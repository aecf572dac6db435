// SPDX-FileCopyrightText: 2026 Bruno Meilick
// SPDX-License-Identifier: LicenseRef-Nestdraw-FreeUse-NoCopy-NoDerivatives
//
// All rights reserved.
//
// This file is part of Nestdraw and is proprietary software.
// Unauthorized copying, modification, or distribution is prohibited.

use std::collections::BTreeMap;
use std::fmt;

use thiserror::Error;

use super::ids::{LevelId, NodeId};
use super::level::DiagramLevel;

pub const DEFAULT_NODE_LABEL: &str = "Right click to edit";
pub const UNNAMED_LABEL: &str = "Unnamed";
pub const DEFAULT_RECTANGLE_SIZE: Size = Size { width: 160.0, height: 80.0 };
pub const MIN_NODE_SIZE: f64 = 30.0;
pub const MAX_IMAGE_SIZE: f64 = 200.0;

/// Font sizes offered by the editor, smallest first.
pub const FONT_SIZES: [f64; 4] = [12.0, 16.0, 30.0, 40.0];
pub const DEFAULT_FONT_SIZE: f64 = 16.0;

/// Named text colors offered by the editor.
pub const TEXT_COLORS: [(&str, &str); 6] = [
    ("Black", "#333333"),
    ("Blue", "#1890ff"),
    ("Green", "#52c41a"),
    ("Red", "#f5222d"),
    ("Purple", "#722ed1"),
    ("Orange", "#faad14"),
];

/// The visual kind of a node. Only rectangles may own a sub-diagram.
#[derive(Debug, Clone, Copy, PartialEq, Eq, Hash)]
pub enum NodeKind {
    Rectangle,
    Text,
    Image,
}

impl NodeKind {
    pub fn can_own_subgraph(self) -> bool {
        matches!(self, Self::Rectangle)
    }

    pub fn label(self) -> &'static str {
        match self {
            Self::Rectangle => "rectangle",
            Self::Text => "text",
            Self::Image => "image",
        }
    }
}

impl fmt::Display for NodeKind {
    fn fmt(&self, f: &mut fmt::Formatter<'_>) -> fmt::Result {
        f.write_str(self.label())
    }
}

#[derive(Debug, Clone, Copy, PartialEq)]
pub struct Point {
    pub x: f64,
    pub y: f64,
}

impl Point {
    pub fn new(x: f64, y: f64) -> Self {
        Self { x, y }
    }
}

#[derive(Debug, Clone, Copy, PartialEq)]
pub struct Size {
    pub width: f64,
    pub height: f64,
}

impl Size {
    pub fn new(width: f64, height: f64) -> Self {
        Self { width, height }
    }

    /// Clamps both sides to the minimum node size.
    pub fn clamped(self) -> Self {
        Self { width: self.width.max(MIN_NODE_SIZE), height: self.height.max(MIN_NODE_SIZE) }
    }

    /// Scales down so the longer side fits `max`, keeping the aspect ratio.
    pub fn fit_within(self, max: f64) -> Self {
        let Self { mut width, mut height } = self;
        if width > height {
            if width > max {
                height *= max / width;
                width = max;
            }
        } else if height > max {
            width *= max / height;
            height = max;
        }
        Self { width, height }
    }
}

/// Per-node label overrides. Unset fields fall back to the editor defaults.
#[derive(Debug, Clone, Default, PartialEq)]
pub struct LabelStyle {
    font_size: Option<f64>,
    text_color: Option<String>,
    extra: BTreeMap<String, serde_json::Value>,
    config_extra: BTreeMap<String, serde_json::Value>,
}

impl LabelStyle {
    pub fn font_size(&self) -> Option<f64> {
        self.font_size
    }

    pub fn set_font_size(&mut self, font_size: Option<f64>) {
        self.font_size = font_size;
    }

    pub fn text_color(&self) -> Option<&str> {
        self.text_color.as_deref()
    }

    pub fn set_text_color<T: Into<String>>(&mut self, text_color: Option<T>) {
        self.text_color = text_color.map(Into::into);
    }

    /// Style attributes such as `fontFamily` that are kept but not interpreted.
    pub fn extra(&self) -> &BTreeMap<String, serde_json::Value> {
        &self.extra
    }

    pub fn extra_mut(&mut self) -> &mut BTreeMap<String, serde_json::Value> {
        &mut self.extra
    }

    /// Label settings outside the style block, such as `position` or `offset`.
    pub fn config_extra(&self) -> &BTreeMap<String, serde_json::Value> {
        &self.config_extra
    }

    pub fn config_extra_mut(&mut self) -> &mut BTreeMap<String, serde_json::Value> {
        &mut self.config_extra
    }

    pub fn is_empty(&self) -> bool {
        self.font_size.is_none()
            && self.text_color.is_none()
            && self.extra.is_empty()
            && self.config_extra.is_empty()
    }
}

#[derive(Debug, Clone, PartialEq, Eq, Error)]
#[error("{kind} node {node_id} cannot own a sub-diagram")]
pub struct LeafOwnershipError {
    pub node_id: NodeId,
    pub kind: NodeKind,
}

/// One visual node of a level.
#[derive(Debug, Clone, PartialEq)]
pub struct NodeRecord {
    id: NodeId,
    kind: NodeKind,
    shape: Option<String>,
    position: Point,
    size: Option<Size>,
    label: Option<String>,
    style: LabelStyle,
    image_source: Option<String>,
    sub_graph: Option<Box<DiagramLevel>>,
    extra: BTreeMap<String, serde_json::Value>,
}

impl NodeRecord {
    pub fn new(id: NodeId, kind: NodeKind, position: Point) -> Self {
        Self {
            id,
            kind,
            shape: None,
            position,
            size: None,
            label: None,
            style: LabelStyle::default(),
            image_source: None,
            sub_graph: None,
            extra: BTreeMap::new(),
        }
    }

    pub fn rectangle(id: NodeId, position: Point, label: impl Into<String>) -> Self {
        let mut node = Self::new(id, NodeKind::Rectangle, position);
        node.size = Some(DEFAULT_RECTANGLE_SIZE);
        node.label = Some(label.into());
        node
    }

    pub fn text(id: NodeId, position: Point, label: impl Into<String>) -> Self {
        let mut node = Self::new(id, NodeKind::Text, position);
        node.label = Some(label.into());
        node
    }

    pub fn image(id: NodeId, position: Point, size: Size, source: impl Into<String>) -> Self {
        let mut node = Self::new(id, NodeKind::Image, position);
        node.size = Some(size);
        node.image_source = Some(source.into());
        node
    }

    pub fn id(&self) -> &NodeId {
        &self.id
    }

    pub fn kind(&self) -> NodeKind {
        self.kind
    }

    /// Renderer shape name the node was loaded with (`rect` for example). `None` means the
    /// editor's own name for the kind.
    pub fn shape(&self) -> Option<&str> {
        self.shape.as_deref()
    }

    pub fn set_shape<T: Into<String>>(&mut self, shape: Option<T>) {
        self.shape = shape.map(Into::into);
    }

    pub fn position(&self) -> Point {
        self.position
    }

    pub fn set_position(&mut self, position: Point) {
        self.position = position;
    }

    pub fn size(&self) -> Option<Size> {
        self.size
    }

    pub fn set_size(&mut self, size: Option<Size>) {
        self.size = size;
    }

    pub fn label(&self) -> Option<&str> {
        self.label.as_deref()
    }

    pub fn set_label<T: Into<String>>(&mut self, label: Option<T>) {
        self.label = label.map(Into::into);
    }

    /// The label as shown in breadcrumbs and search paths.
    pub fn display_label(&self) -> &str {
        match self.label.as_deref() {
            Some(label) if !label.is_empty() => label,
            _ => UNNAMED_LABEL,
        }
    }

    pub fn style(&self) -> &LabelStyle {
        &self.style
    }

    pub fn style_mut(&mut self) -> &mut LabelStyle {
        &mut self.style
    }

    pub fn image_source(&self) -> Option<&str> {
        self.image_source.as_deref()
    }

    pub fn set_image_source<T: Into<String>>(&mut self, source: Option<T>) {
        self.image_source = source.map(Into::into);
    }

    pub fn sub_graph(&self) -> Option<&DiagramLevel> {
        self.sub_graph.as_deref()
    }

    pub fn sub_graph_mut(&mut self) -> Option<&mut DiagramLevel> {
        self.sub_graph.as_deref_mut()
    }

    /// Installs `level` as this node's sub-diagram, rewriting its owner link to this node.
    pub fn set_sub_graph(&mut self, mut level: DiagramLevel) -> Result<(), LeafOwnershipError> {
        if !self.kind.can_own_subgraph() {
            return Err(LeafOwnershipError { node_id: self.id.clone(), kind: self.kind });
        }
        level.set_parent_node(Some(self.id.clone()));
        self.sub_graph = Some(Box::new(level));
        Ok(())
    }

    pub fn take_sub_graph(&mut self) -> Option<DiagramLevel> {
        self.sub_graph.take().map(|level| *level)
    }

    /// Returns the sub-diagram, creating an empty one first if this node was never entered.
    pub fn ensure_sub_graph(&mut self) -> Result<&mut DiagramLevel, LeafOwnershipError> {
        if self.sub_graph.is_none() {
            let level = DiagramLevel::new(LevelId::for_owner(&self.id), None);
            self.set_sub_graph(level)?;
        }
        match self.sub_graph.as_deref_mut() {
            Some(level) => Ok(level),
            None => unreachable!("sub-diagram was just installed"),
        }
    }

    /// Attributes this crate does not interpret, kept so documents round-trip.
    pub fn extra(&self) -> &BTreeMap<String, serde_json::Value> {
        &self.extra
    }

    pub fn extra_mut(&mut self) -> &mut BTreeMap<String, serde_json::Value> {
        &mut self.extra
    }
}
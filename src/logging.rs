// SPDX-FileCopyrightText: 2026 Bruno Meilick
// SPDX-License-Identifier: LicenseRef-Nestdraw-FreeUse-NoCopy-NoDerivatives
//
// All rights reserved.
//
// This file is part of Nestdraw and is proprietary software.
// Unauthorized copying, modification, or distribution is prohibited.

use std::fs::OpenOptions;
use std::path::PathBuf;
use std::sync::Mutex;

use anyhow::{Context, Result};
use tracing_subscriber::EnvFilter;

/// Where log lines go. Stdout is never used: it belongs to the terminal UI or to the MCP
/// transport.
#[derive(Debug, Clone, PartialEq, Eq)]
pub enum LogTarget {
    Off,
    Stderr,
    File(PathBuf),
}

/// Installs the global subscriber. `RUST_LOG` takes precedence over `filter`.
pub fn init(target: &LogTarget, filter: &str) -> Result<()> {
    let env_filter = EnvFilter::try_from_default_env()
        .or_else(|_| EnvFilter::try_new(filter))
        .with_context(|| format!("Invalid log filter {filter:?}"))?;

    match target {
        LogTarget::Off => Ok(()),
        LogTarget::Stderr => tracing_subscriber::fmt()
            .with_env_filter(env_filter)
            .with_writer(std::io::stderr)
            .try_init()
            .map_err(|err| anyhow::anyhow!("Failed to install logger: {err}")),
        LogTarget::File(path) => {
            let file = OpenOptions::new()
                .create(true)
                .append(true)
                .open(path)
                .with_context(|| format!("Failed to open log file {:?}", path))?;
            tracing_subscriber::fmt()
                .with_env_filter(env_filter)
                .with_ansi(false)
                .with_writer(Mutex::new(file))
                .try_init()
                .map_err(|err| anyhow::anyhow!("Failed to install logger: {err}"))
        }
    }
}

------------------------------------

**Requirement:** Starting at the first line of the records above, please copy each line exactly until you reach the line containing "use thiserror::Error;". Include that line and stop there.

**Written solution:**
repository aecf572dac6db435
// SPDX-FileCopyrightText: 2026 Bruno Meilick
// SPDX-License-Identifier: LicenseRef-Nestdraw-FreeUse-NoCopy-NoDerivatives
//
// All rights reserved.
//
// This file is part of Nestdraw and is proprietary software.
// Unauthorized copying, modification, or distribution is prohibited.

use std::collections::BTreeMap;
use std::fmt;

use thiserror::Error;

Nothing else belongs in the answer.